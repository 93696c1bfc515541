// Copyright (c) 2016-2020 Fabian Schuiki

//! The conditional-compilation stack.
//!
//! Each `#if`/`#ifdef`/`#ifndef` pushes a frame; `#elif` and `#else` rewrite
//! the top frame; `#endif` pops it. Source lines are emitted only while
//! every frame on the stack is active.

/// State of one open conditional.
#[derive(Debug, Clone, Copy)]
pub struct Frame {
    /// The current branch emits.
    active: bool,
    /// Some branch of this conditional has been active since the frame was
    /// created; later `#elif`/`#else` branches must stay inactive.
    any_taken: bool,
    /// The `#else` clause has been entered; further `#elif`/`#else` are
    /// invalid.
    in_else: bool,
    /// Whether the enclosing context was emitting when the frame was pushed.
    parent_active: bool,
}

/// Ordered stack of conditional frames.
#[derive(Debug, Default)]
pub struct CondStack {
    frames: Vec<Frame>,
}

impl CondStack {
    pub fn new() -> CondStack {
        CondStack { frames: Vec::new() }
    }

    /// True iff every frame on the stack is active. Source lines and the
    /// state-changing directives (`#define`, `#undef`, `#include`) take
    /// effect only while this holds.
    pub fn emit(&self) -> bool {
        self.frames.iter().all(|f| f.active)
    }

    pub fn depth(&self) -> usize {
        self.frames.len()
    }

    /// Whether the condition of an `#if` about to be pushed needs to be
    /// evaluated at all: inside an inactive region no branch can ever emit.
    pub fn wants_condition(&self) -> bool {
        self.emit()
    }

    /// Whether the condition of an `#elif` on the top frame needs to be
    /// evaluated: only when the frame could still activate.
    pub fn wants_elif_condition(&self) -> bool {
        match self.frames.last() {
            Some(f) => f.parent_active && !f.any_taken && !f.in_else,
            None => false,
        }
    }

    /// Open a new conditional with the given condition.
    pub fn push(&mut self, cond: bool) {
        let parent_active = self.emit();
        self.frames.push(Frame {
            active: cond,
            any_taken: cond,
            in_else: false,
            parent_active,
        });
    }

    /// Handle `#elif cond` on the top frame.
    pub fn elif(&mut self, cond: bool) -> Result<(), String> {
        let frame = match self.frames.last_mut() {
            Some(f) => f,
            None => return Err("#elif without matching #if".to_string()),
        };
        if frame.in_else {
            return Err("#elif after #else".to_string());
        }
        if !frame.parent_active || frame.any_taken {
            frame.active = false;
        } else {
            frame.active = cond;
            frame.any_taken = cond;
        }
        Ok(())
    }

    /// Handle `#else` on the top frame.
    pub fn else_(&mut self) -> Result<(), String> {
        let frame = match self.frames.last_mut() {
            Some(f) => f,
            None => return Err("#else without matching #if".to_string()),
        };
        if frame.in_else {
            return Err("#else after #else".to_string());
        }
        frame.in_else = true;
        frame.active = frame.parent_active && !frame.any_taken;
        frame.any_taken |= frame.active;
        Ok(())
    }

    /// Handle `#endif`.
    pub fn endif(&mut self) -> Result<(), String> {
        match self.frames.pop() {
            Some(_) => Ok(()),
            None => Err("#endif without matching #if".to_string()),
        }
    }

    /// Discard frames beyond `depth`, returning how many were dropped. Used
    /// when a source frame reaches EOF with conditionals still open.
    pub fn truncate(&mut self, depth: usize) -> usize {
        let dropped = self.frames.len().saturating_sub(depth);
        self.frames.truncate(depth);
        dropped
    }
}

- EXERCISE REQUIREMENTS -
All of the material should be set down exactly as it reads.

- YOUR SOLUTION -
repository 93696c1bfc515541
// Copyright (c) 2016-2020 Fabian Schuiki

//! The conditional-compilation stack.
//!
//! Each `#if`/`#ifdef`/`#ifndef` pushes a frame; `#elif` and `#else` rewrite
//! the top frame; `#endif` pops it. Source lines are emitted only while
//! every frame on the stack is active.

/// State of one open conditional.
#[derive(Debug, Clone, Copy)]
pub struct Frame {
    /// The current branch emits.
    active: bool,
    /// Some branch of this conditional has been active since the frame was
    /// created; later `#elif`/`#else` branches must stay inactive.
    any_taken: bool,
    /// The `#else` clause has been entered; further `#elif`/`#else` are
    /// invalid.
    in_else: bool,
    /// Whether the enclosing context was emitting when the frame was pushed.
    parent_active: bool,
}

/// Ordered stack of conditional frames.
#[derive(Debug, Default)]
pub struct CondStack {
    frames: Vec<Frame>,
}

impl CondStack {
    pub fn new() -> CondStack {
        CondStack { frames: Vec::new() }
    }

    /// True iff every frame on the stack is active. Source lines and the
    /// state-changing directives (`#define`, `#undef`, `#include`) take
    /// effect only while this holds.
    pub fn emit(&self) -> bool {
        self.frames.iter().all(|f| f.active)
    }

    pub fn depth(&self) -> usize {
        self.frames.len()
    }

    /// Whether the condition of an `#if` about to be pushed needs to be
    /// evaluated at all: inside an inactive region no branch can ever emit.
    pub fn wants_condition(&self) -> bool {
        self.emit()
    }

    /// Whether the condition of an `#elif` on the top frame needs to be
    /// evaluated: only when the frame could still activate.
    pub fn wants_elif_condition(&self) -> bool {
        match self.frames.last() {
            Some(f) => f.parent_active && !f.any_taken && !f.in_else,
            None => false,
        }
    }

    /// Open a new conditional with the given condition.
    pub fn push(&mut self, cond: bool) {
        let parent_active = self.emit();
        self.frames.push(Frame {
            active: cond,
            any_taken: cond,
            in_else: false,
            parent_active,
        });
    }

    /// Handle `#elif cond` on the top frame.
    pub fn elif(&mut self, cond: bool) -> Result<(), String> {
        let frame = match self.frames.last_mut() {
            Some(f) => f,
            None => return Err("#elif without matching #if".to_string()),
        };
        if frame.in_else {
            return Err("#elif after #else".to_string());
        }
        if !frame.parent_active || frame.any_taken {
            frame.active = false;
        } else {
            frame.active = cond;
            frame.any_taken = cond;
        }
        Ok(())
    }

    /// Handle `#else` on the top frame.
    pub fn else_(&mut self) -> Result<(), String> {
        let frame = match self.frames.last_mut() {
            Some(f) => f,
            None => return Err("#else without matching #if".to_string()),
        };
        if frame.in_else {
            return Err("#else after #else".to_string());
        }
        frame.in_else = true;
        frame.active = frame.parent_active && !frame.any_taken;
        frame.any_taken |= frame.active;
        Ok(())
    }

    /// Handle `#endif`.
    pub fn endif(&mut self) -> Result<(), String> {
        match self.frames.pop() {
            Some(_) => Ok(()),
            None => Err("#endif without matching #if".to_string()),
        }
    }

    /// Discard frames beyond `depth`, returning how many were dropped. Used
    /// when a source frame reaches EOF with conditionals still open.
    pub fn truncate(&mut self, depth: usize) -> usize {
        let dropped = self.frames.len().saturating_sub(depth);
        self.frames.truncate(depth);
        dropped
    }
}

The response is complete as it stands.